Aw, I rather liked it...and I'm an Asian American woman. But it only works if you see this as a transitional stage of life, which I think is the prevailing theme of Linklater's best work.

April 3, 2016 | Unregistered Commenterlylee

I liked it more than Eric, but, I was disappointed as well I'm about the same age as Linklater so this and DAZED parallel the years I was in High School and College. Linklater is one of my favorite current filmmakers. This time, Linklater's laid back style is soooo laid back that long stretches just seem to meander. And, what was up with all the butt shots? I don't mind so much myself, but, it seemed like the work of a much less accomplished and established director.
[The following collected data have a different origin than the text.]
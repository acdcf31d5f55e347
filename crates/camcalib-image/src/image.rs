use crate::error::ImageError;

/// Image size in pixels
///
/// A struct to represent the size of an image in pixels.
///
/// # Examples
///
/// ```
/// use camcalib_image::ImageSize;
///
/// let image_size = ImageSize {
///   width: 10,
///   height: 20,
/// };
///
/// assert_eq!(image_size.width, 10);
/// assert_eq!(image_size.height, 20);
/// ```
#[derive(Clone, Copy, Debug, PartialEq, Eq, Hash)]
pub struct ImageSize {
    /// Width of the image in pixels
    pub width: usize,
    /// Height of the image in pixels
    pub height: usize,
}

impl ImageSize {
    /// Number of pixels covered by the size.
    pub fn area(&self) -> usize {
        self.width * self.height
    }
}

impl std::fmt::Display for ImageSize {
    fn fmt(&self, f: &mut std::fmt::Formatter) -> std::fmt::Result {
        write!(
            f,
            "ImageSize {{ width: {}, height: {} }}",
            self.width, self.height
        )
    }
}

impl From<[usize; 2]> for ImageSize {
    fn from(size: [usize; 2]) -> Self {
        ImageSize {
            width: size[0],
            height: size[1],
        }
    }
}

/// Represents an image with pixel data.
///
/// The pixels are stored row-major and interleaved, i.e. the layout is (H, W, C).
#[derive(Clone, Debug, PartialEq)]
pub struct Image<T, const C: usize> {
    size: ImageSize,
    data: Vec<T>,
}

impl<T, const C: usize> Image<T, C> {
    /// Create a new image from pixel data.
    ///
    /// # Arguments
    ///
    /// * `size` - The size of the image in pixels.
    /// * `data` - The pixel data of the image.
    ///
    /// # Errors
    ///
    /// If the length of the pixel data does not match the image size, an error is returned.
    ///
    /// # Examples
    ///
    /// ```
    /// use camcalib_image::{Image, ImageSize};
    ///
    /// let image = Image::<u8, 3>::new(
    ///     ImageSize {
    ///         width: 10,
    ///         height: 20,
    ///     },
    ///     vec![0u8; 10 * 20 * 3],
    /// ).unwrap();
    ///
    /// assert_eq!(image.size().width, 10);
    /// assert_eq!(image.size().height, 20);
    /// ```
    pub fn new(size: ImageSize, data: Vec<T>) -> Result<Self, ImageError> {
        if data.len() != size.width * size.height * C {
            return Err(ImageError::InvalidChannelShape(
                data.len(),
                size.width * size.height * C,
            ));
        }

        Ok(Self { size, data })
    }

    /// Create a new image with the given size and default pixel data.
    ///
    /// # Arguments
    ///
    /// * `size` - The size of the image in pixels.
    /// * `val` - The default value of the pixel data.
    pub fn from_size_val(size: ImageSize, val: T) -> Result<Self, ImageError>
    where
        T: Clone,
    {
        let data = vec![val; size.width * size.height * C];
        Image::new(size, data)
    }

    /// Get the size of the image in pixels.
    pub fn size(&self) -> ImageSize {
        self.size
    }

    /// Get the number of columns of the image.
    pub fn cols(&self) -> usize {
        self.size.width
    }

    /// Get the number of rows of the image.
    pub fn rows(&self) -> usize {
        self.size.height
    }

    /// Get the width of the image in pixels.
    pub fn width(&self) -> usize {
        self.size.width
    }

    /// Get the height of the image in pixels.
    pub fn height(&self) -> usize {
        self.size.height
    }

    /// Get the pixel data as a flat slice.
    pub fn as_slice(&self) -> &[T] {
        &self.data
    }

    /// Get the pixel data as a flat mutable slice.
    pub fn as_slice_mut(&mut self) -> &mut [T] {
        &mut self.data
    }

    /// Consume the image and return the underlying pixel buffer.
    pub fn into_vec(self) -> Vec<T> {
        self.data
    }

    /// Get a reference to an element given its `[row, col, channel]` index.
    pub fn get(&self, index: [usize; 3]) -> Option<&T> {
        let [y, x, ch] = index;
        if y >= self.rows() || x >= self.cols() || ch >= C {
            return None;
        }
        self.data.get((y * self.cols() + x) * C + ch)
    }

    /// Get the pixel value at the given coordinates.
    ///
    /// # Arguments
    ///
    /// * `x` - The x-coordinate of the pixel.
    /// * `y` - The y-coordinate of the pixel.
    /// * `ch` - The channel index of the pixel.
    ///
    /// # Errors
    ///
    /// If the pixel or channel index is out of bounds, an error is returned.
    pub fn get_pixel(&self, x: usize, y: usize, ch: usize) -> Result<&T, ImageError> {
        if x >= self.width() || y >= self.height() {
            return Err(ImageError::PixelIndexOutOfBounds(
                x,
                y,
                self.width(),
                self.height(),
            ));
        }

        if ch >= C {
            return Err(ImageError::ChannelIndexOutOfBounds(ch, C));
        }

        Ok(&self.data[(y * self.cols() + x) * C + ch])
    }

    /// Cast the pixel data to a different type and scale it.
    ///
    /// # Arguments
    ///
    /// * `scale` - The scale to multiply the pixel data with.
    ///
    /// # Errors
    ///
    /// If the pixel data cannot be cast to the new type, an error is returned.
    ///
    /// # Examples
    ///
    /// ```
    /// use camcalib_image::{Image, ImageSize};
    ///
    /// let image_u8 = Image::<u8, 3>::new(
    ///     ImageSize { height: 2, width: 1 },
    ///     vec![0u8, 0, 255, 0, 0, 255],
    /// ).unwrap();
    ///
    /// let image_f32 = image_u8.cast_and_scale::<f32>(1. / 255.0).unwrap();
    ///
    /// assert_eq!(image_f32.get([1, 0, 2]), Some(&1.0f32));
    /// ```
    pub fn cast_and_scale<U>(&self, scale: U) -> Result<Image<U, C>, ImageError>
    where
        U: num_traits::NumCast + std::ops::Mul<Output = U> + Copy,
        T: num_traits::NumCast + Copy,
    {
        let casted_data = self
            .data
            .iter()
            .map(|&x| {
                let xu = U::from(x).ok_or(ImageError::CastError)?;
                Ok(xu * scale)
            })
            .collect::<Result<Vec<U>, ImageError>>()?;

        Image::new(self.size, casted_data)
    }
}

#[cfg(test)]
mod tests {
    use crate::image::{Image, ImageError, ImageSize};

    #[test]
    fn test_image_size() {
        let image_size = ImageSize {
            width: 10,
            height: 20,
        };
        assert_eq!(image_size.width, 10);
        assert_eq!(image_size.height, 20);
        assert_eq!(image_size.area(), 200);
        assert_eq!(ImageSize::from([10, 20]), image_size);
    }

    #[test]
    fn test_image_smoke() -> Result<(), ImageError> {
        let image = Image::<u8, 3>::new(
            ImageSize {
                width: 10,
                height: 20,
            },
            vec![0u8; 10 * 20 * 3],
        )?;
        assert_eq!(image.size().width, 10);
        assert_eq!(image.size().height, 20);

        Ok(())
    }

    #[test]
    fn test_image_wrong_length() {
        let image = Image::<u8, 1>::new(
            ImageSize {
                width: 2,
                height: 2,
            },
            vec![0u8; 3],
        );
        assert_eq!(image, Err(ImageError::InvalidChannelShape(3, 4)));
    }

    #[test]
    fn test_image_get_pixel() -> Result<(), ImageError> {
        let image = Image::<u8, 3>::new(
            ImageSize {
                height: 2,
                width: 1,
            },
            vec![0, 1, 2, 3, 4, 5],
        )?;
        assert_eq!(image.get([1, 0, 2]), Some(&5u8));
        assert_eq!(image.get([2, 0, 0]), None);
        assert_eq!(*image.get_pixel(0, 1, 1)?, 4);
        assert!(image.get_pixel(1, 0, 0).is_err());
        assert!(image.get_pixel(0, 0, 3).is_err());

        Ok(())
    }

    #[test]
    fn test_image_cast_and_scale() -> Result<(), ImageError> {
        let image = Image::<u8, 1>::new(
            ImageSize {
                height: 1,
                width: 2,
            },
            vec![0, 255],
        )?;
        let scaled = image.cast_and_scale::<f32>(2.0)?;
        assert_eq!(scaled.as_slice(), &[0.0, 510.0]);

        Ok(())
    }
}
P.S. As an aside, I found it amusing that a character had a VCR in a college in 1980. Even among the general public, VCR's were owned by less than 3% of the population (I looked it up). Like I noted, I was in college at the time - NOBODY had a VCR on campus. Heck, there weren't even many color TVs at the time!

April 4, 2016 | Unregistered CommenterJoeS

Volvagia - It's really an exaggeration where Linklater is concerned, too, though, given he made Waking Life and A Scanner Darkly, which mainstreamed the rotoscoping technique.

April 4, 2016 | Unregistered CommenterSuzanne

OH NO!! Ugh I was worried about this.

April 7, 2016 | Unregistered CommenterCourtney

Nailed it. EWS starts off promisingly but never goes anywhere. And that's a problem for the reasons so stated. I was in college during this period, and nothing except the haircuts rang true. The cast is very likeable, but what they're given to do bears only passing resemblance to actual human behavior. And no young straight male character is going to be so preoccupied with how good his ass looks in pants.

Bottom line: thinks it's funny and cute...but no.